(MRA/IFEX) – On 28 March 2006, the National Broadcasting Commission (NBC), Nigeria’s regulatory agency for the broadcast media, imposed sweeping sanctions, including a partial shutdown, on a privately-owned radio station, Freedom Radio, for allegedly violating the Nigeria Broadcasting Code. The NBC banned the station, based in Kano in northwest Nigeria, from broadcasting between 5:00 p.m. […]
(MRA/IFEX) – On 28 March 2006, the National Broadcasting Commission (NBC), Nigeria’s regulatory agency for the broadcast media, imposed sweeping sanctions, including a partial shutdown, on a privately-owned radio station, Freedom Radio, for allegedly violating the Nigeria Broadcasting Code.
The NBC banned the station, based in Kano in northwest Nigeria, from broadcasting between 5:00 p.m. and 10:00 p.m. daily. In addition, Freedom Radio was ordered to pay the sum of N200,000 (approx. US$1,600) within 48 hours.
The station was also banned from broadcasting any political programmes, even after the present restriction on its broadcasting period is rescinded. The station was banned from airing specific programmes, such as: “Special programme”; “Kowa ya tuna bara”; “Kowane Gauta”; and “Kowane Tsuntsu”.

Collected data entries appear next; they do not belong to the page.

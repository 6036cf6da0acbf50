//! triage-core
//!
//! Rule-driven triage for a remote project-management service.
//!
//! # Modules
//! - **domain**: item snapshot, actions, schema, errors, run report
//! - **ports**: ItemSource, MutationService, GroupingService, Catalog, Clock, IdGenerator
//! - **predicates**: predicate algebra and built-in predicates
//! - **rules**: rule table of (predicate, handler) registrations
//! - **sorters**: sorter algebra and minimal reorder planning
//! - **workflow**: staged workflows over sections, enum fields or external data
//! - **app**: config, builder, triager (`triage()` / `sort()`)
//! - **impls**: InMemoryProject

pub mod app;
pub mod domain;
pub mod impls;
pub mod ports;
pub mod predicates;
pub mod rules;
pub mod sorters;
pub mod workflow;
//! ItemSource port: fetches the snapshot a triage run works on.

use async_trait::async_trait;

use crate::domain::{Item, ProjectId, ServiceError};

#[async_trait]
pub trait ItemSource: Send + Sync {
    /// All items of a project, memberships, custom fields and stories included.
    ///
    /// The returned order is the snapshot order used for dispatch.
    async fn fetch_items(&self, project: &ProjectId) -> Result<Vec<Item>, ServiceError>;
}
//! Actions: intents to mutate one item.
//!
//! An `Action` names schema objects the way users write rules ("set Priority
//! to High", "move to Doing"). Before anything is sent to the service it is
//! resolved against the run's snapshot into a `Mutation`, which carries the
//! remote ids. Resolution is where idempotence and schema checks live:
//! - the item already holds the desired value -> `Resolution::AlreadySatisfied`
//! - the field / option / section does not exist -> `SchemaError`

use std::fmt;

use serde::{Deserialize, Serialize};

use super::errors::SchemaError;
use super::ids::{FieldId, OptionId, ProjectId, SectionId};
use super::item::{External, Item};
use super::project::ProjectSchema;

#[derive(Debug, Clone, PartialEq, Serialize, Deserialize)]
#[serde(tag = "action", rename_all = "snake_case")]
pub enum Action {
    /// Append a plain-text comment. Comments are append-only, so this always applies.
    AddComment { text: String },

    /// Add a follower, given as a user gid or email.
    AddFollower { follower: String },

    /// Assign to a user gid or email, or unassign with `None`.
    AssignTo { assignee: Option<String> },

    /// Select an option of an enum custom field, both given by name.
    SetEnumField { field: String, option: String },

    /// Replace the item's external data.
    SetExternal { external: External },

    /// Move the item into a section of a project it belongs to.
    MoveToSection { project: String, section: String },
}

impl Action {
    pub fn add_comment(text: impl Into<String>) -> Self {
        Action::AddComment { text: text.into() }
    }

    pub fn add_follower(follower: impl Into<String>) -> Self {
        Action::AddFollower {
            follower: follower.into(),
        }
    }

    pub fn assign_to(assignee: impl Into<String>) -> Self {
        Action::AssignTo {
            assignee: Some(assignee.into()),
        }
    }

    pub fn unassign() -> Self {
        Action::AssignTo { assignee: None }
    }

    pub fn set_enum_field(field: impl Into<String>, option: impl Into<String>) -> Self {
        Action::SetEnumField {
            field: field.into(),
            option: option.into(),
        }
    }

    pub fn set_external(external: External) -> Self {
        Action::SetExternal { external }
    }

    pub fn move_to_section(project: impl Into<String>, section: impl Into<String>) -> Self {
        Action::MoveToSection {
            project: project.into(),
            section: section.into(),
        }
    }

    /// Resolve this action for `item` against the project schema.
    pub fn resolve(&self, item: &Item, schema: &ProjectSchema) -> Result<Resolution, SchemaError> {
        match self {
            Action::AddComment { text } => Ok(Resolution::Apply(Mutation::AddComment {
                text: text.clone(),
            })),

            Action::AddFollower { follower } => Ok(Resolution::Apply(Mutation::AddFollower {
                follower: follower.clone(),
            })),

            Action::AssignTo { assignee } => {
                let unchanged = match (&item.assignee, assignee) {
                    (None, None) => true,
                    (Some(current), Some(wanted)) => current.matches(wanted),
                    _ => false,
                };
                if unchanged {
                    return Ok(Resolution::AlreadySatisfied);
                }
                Ok(Resolution::Apply(Mutation::SetAssignee {
                    assignee: assignee.clone(),
                }))
            }

            Action::SetEnumField { field, option } => {
                let custom_field =
                    item.custom_field(field)
                        .ok_or_else(|| SchemaError::UnknownField {
                            field: field.clone(),
                        })?;
                let options =
                    custom_field
                        .enum_options()
                        .ok_or_else(|| SchemaError::NotAnEnumField {
                            field: field.clone(),
                        })?;
                let wanted = options.iter().find(|o| &o.name == option).ok_or_else(|| {
                    SchemaError::UnknownOption {
                        field: field.clone(),
                        option: option.clone(),
                    }
                })?;
                if custom_field.enum_value() == Some(wanted) {
                    return Ok(Resolution::AlreadySatisfied);
                }
                Ok(Resolution::Apply(Mutation::SetEnumField {
                    field: custom_field.id.clone(),
                    option: Some(wanted.id.clone()),
                }))
            }

            Action::SetExternal { external } => {
                if item.external.as_ref() == Some(external) {
                    return Ok(Resolution::AlreadySatisfied);
                }
                Ok(Resolution::Apply(Mutation::SetExternal {
                    external: external.clone(),
                }))
            }

            Action::MoveToSection { project, section } => {
                let membership =
                    item.membership_in(project)
                        .ok_or_else(|| SchemaError::NotInProject {
                            project: project.clone(),
                        })?;
                if membership.section.as_ref().map(|s| s.name.as_str()) == Some(section.as_str()) {
                    return Ok(Resolution::AlreadySatisfied);
                }
                let target = (schema.project.name == *project)
                    .then(|| schema.section(section))
                    .flatten()
                    .ok_or_else(|| SchemaError::UnknownSection {
                        project: project.clone(),
                        section: section.clone(),
                    })?;
                Ok(Resolution::Apply(Mutation::AddToSection {
                    project: membership.project.id.clone(),
                    section: target.id.clone(),
                }))
            }
        }
    }
}

impl fmt::Display for Action {
    fn fmt(&self, f: &mut fmt::Formatter<'_>) -> fmt::Result {
        match self {
            Action::AddComment { text } => write!(f, "AddComment({text})"),
            Action::AddFollower { follower } => write!(f, "AddFollower({follower})"),
            Action::AssignTo { assignee: Some(a) } => write!(f, "AssignTo({a})"),
            Action::AssignTo { assignee: None } => write!(f, "Unassign"),
            Action::SetEnumField { field, option } => write!(f, "SetEnumField({field}, {option})"),
            Action::SetExternal { .. } => write!(f, "SetExternal"),
            Action::MoveToSection { project, section } => {
                write!(f, "MoveToSection({project}, {section})")
            }
        }
    }
}

/// A resolved request, addressed with remote ids.
#[derive(Debug, Clone, PartialEq, Serialize, Deserialize)]
#[serde(tag = "mutation", rename_all = "snake_case")]
pub enum Mutation {
    AddComment { text: String },
    AddFollower { follower: String },
    SetAssignee { assignee: Option<String> },
    SetEnumField { field: FieldId, option: Option<OptionId> },
    SetExternal { external: External },
    AddToSection { project: ProjectId, section: SectionId },
}

/// Outcome of resolving an action.
#[derive(Debug, Clone, PartialEq)]
pub enum Resolution {
    Apply(Mutation),
    AlreadySatisfied,
}

#[cfg(test)]
mod tests {
    use super::*;
    use crate::domain::item::{
        CustomField, EnumOption, FieldValue, Membership, ProjectRef, SectionRef, User,
    };
    use chrono::{TimeZone, Utc};

    fn project() -> ProjectRef {
        ProjectRef {
            id: "p1".into(),
            name: "Bugs".to_string(),
        }
    }

    fn section(id: &str, name: &str) -> SectionRef {
        SectionRef {
            id: id.into(),
            name: name.to_string(),
        }
    }

    fn schema() -> ProjectSchema {
        let mut schema = ProjectSchema::new(project());
        schema.sections = vec![section("s1", "Inbox"), section("s2", "Doing")];
        schema
    }

    fn option(id: &str, name: &str) -> EnumOption {
        EnumOption {
            id: id.into(),
            name: name.to_string(),
        }
    }

    fn item() -> Item {
        let mut item = Item::new("1", "task", Utc.with_ymd_and_hms(2024, 1, 1, 0, 0, 0).unwrap());
        item.custom_fields.push(CustomField {
            id: "f1".into(),
            name: "Priority".to_string(),
            value: FieldValue::Enum {
                value: Some(option("o1", "High")),
                options: vec![option("o1", "High"), option("o2", "Low")],
            },
        });
        item.custom_fields.push(CustomField {
            id: "f2".into(),
            name: "Points".to_string(),
            value: FieldValue::Number { value: None },
        });
        item.memberships.push(Membership {
            project: project(),
            section: Some(section("s1", "Inbox")),
        });
        item
    }

    #[test]
    fn set_enum_field_resolves_ids() {
        let resolved = Action::set_enum_field("Priority", "Low")
            .resolve(&item(), &schema())
            .unwrap();
        assert_eq!(
            resolved,
            Resolution::Apply(Mutation::SetEnumField {
                field: "f1".into(),
                option: Some("o2".into()),
            })
        );
    }

    #[test]
    fn set_enum_field_is_idempotent() {
        let resolved = Action::set_enum_field("Priority", "High")
            .resolve(&item(), &schema())
            .unwrap();
        assert_eq!(resolved, Resolution::AlreadySatisfied);
    }

    #[test]
    fn set_enum_field_reports_schema_errors() {
        let item = item();
        let schema = schema();

        assert_eq!(
            Action::set_enum_field("Severity", "High").resolve(&item, &schema),
            Err(SchemaError::UnknownField {
                field: "Severity".to_string()
            })
        );
        assert_eq!(
            Action::set_enum_field("Points", "High").resolve(&item, &schema),
            Err(SchemaError::NotAnEnumField {
                field: "Points".to_string()
            })
        );
        assert_eq!(
            Action::set_enum_field("Priority", "Urgent").resolve(&item, &schema),
            Err(SchemaError::UnknownOption {
                field: "Priority".to_string(),
                option: "Urgent".to_string()
            })
        );
    }

    #[test]
    fn assign_to_matches_gid_or_email() {
        let mut item = item();
        item.assignee = Some(User::new("u1", "Ada").with_email("ada@example.com"));

        assert_eq!(
            Action::assign_to("ada@example.com").resolve(&item, &schema()),
            Ok(Resolution::AlreadySatisfied)
        );
        assert_eq!(
            Action::assign_to("u1").resolve(&item, &schema()),
            Ok(Resolution::AlreadySatisfied)
        );
        assert_eq!(
            Action::unassign().resolve(&item, &schema()),
            Ok(Resolution::Apply(Mutation::SetAssignee { assignee: None }))
        );
    }

    #[test]
    fn move_to_section_checks_membership_and_schema() {
        let item = item();
        let schema = schema();

        assert_eq!(
            Action::move_to_section("Bugs", "Inbox").resolve(&item, &schema),
            Ok(Resolution::AlreadySatisfied)
        );
        assert_eq!(
            Action::move_to_section("Bugs", "Doing").resolve(&item, &schema),
            Ok(Resolution::Apply(Mutation::AddToSection {
                project: "p1".into(),
                section: "s2".into(),
            }))
        );
        assert!(matches!(
            Action::move_to_section("Bugs", "Done").resolve(&item, &schema),
            Err(SchemaError::UnknownSection { .. })
        ));
        assert!(matches!(
            Action::move_to_section("Roadmap", "Doing").resolve(&item, &schema),
            Err(SchemaError::NotInProject { .. })
        ));
    }

    #[test]
    fn comments_always_apply() {
        let resolved = Action::add_comment("ping").resolve(&item(), &schema()).unwrap();
        assert_eq!(
            resolved,
            Resolution::Apply(Mutation::AddComment {
                text: "ping".to_string()
            })
        );
    }
}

In a 27 March letter signed by NBC Director General Dr. Silas Babajiya Yisa and addressed to the General Manager of Freedom Radio, the NBC accused the station of not complying with political broadcast regulations of the Nigeria Broadcasting Code as well as violating regulations on talk show programming.
The NBC alleged that its monitoring reports of the station’s political and talk-show programmes “indicated that the maturity required of such programmes was still lacking, with guests and callers making unguarded comments that violate provisions of the NBC Code, always tending to overheat the polity.”
The Commission claimed that its action was informed by the inability of the anchor persons on the station to handle the banned programmes professionally over time, from 2005 to date.
But the station denied the charges, saying the NBC’s action was intended to stifle dissenting opinion in the country.
Mr. Mouktar Mohammed, a retired officer of the Nigerian Air Force and chairman of the board of directors of the station, said the NBC’s action was a political vendetta. He noted that the Commission did not give the station a fair hearing, as required by the Nigerian Broadcasting Code, before taking the decision to ban some of its political programmes and apply the other sanctions.
Mohammed said Freedom Radio does not broadcast programmes capable of jeopardizing peace in the country, observing that the action of the NBC was a deliberate attempt to deprive citizens of a free and independent source of information in a supposedly democratic country.
Freedom Radio was licensed in 2002 and commenced operation on 1 December 2003. It is owned by Alhaji Bashir Dalhatu, a member of the newly formed opposition political party, the Advanced Congress of Democrats (ACD). The station broadcasts in 10 languages, including major Nigerian languages such as Hausa, Yoruba, Igbo, Kanuri, Ebira, Fufulde, and Igala, in addition to English, French and Arabic. Its signals are received in the northern Nigerian states of Kano, Jigawa, Katsina, Kaduna, Plateau and Bauchi.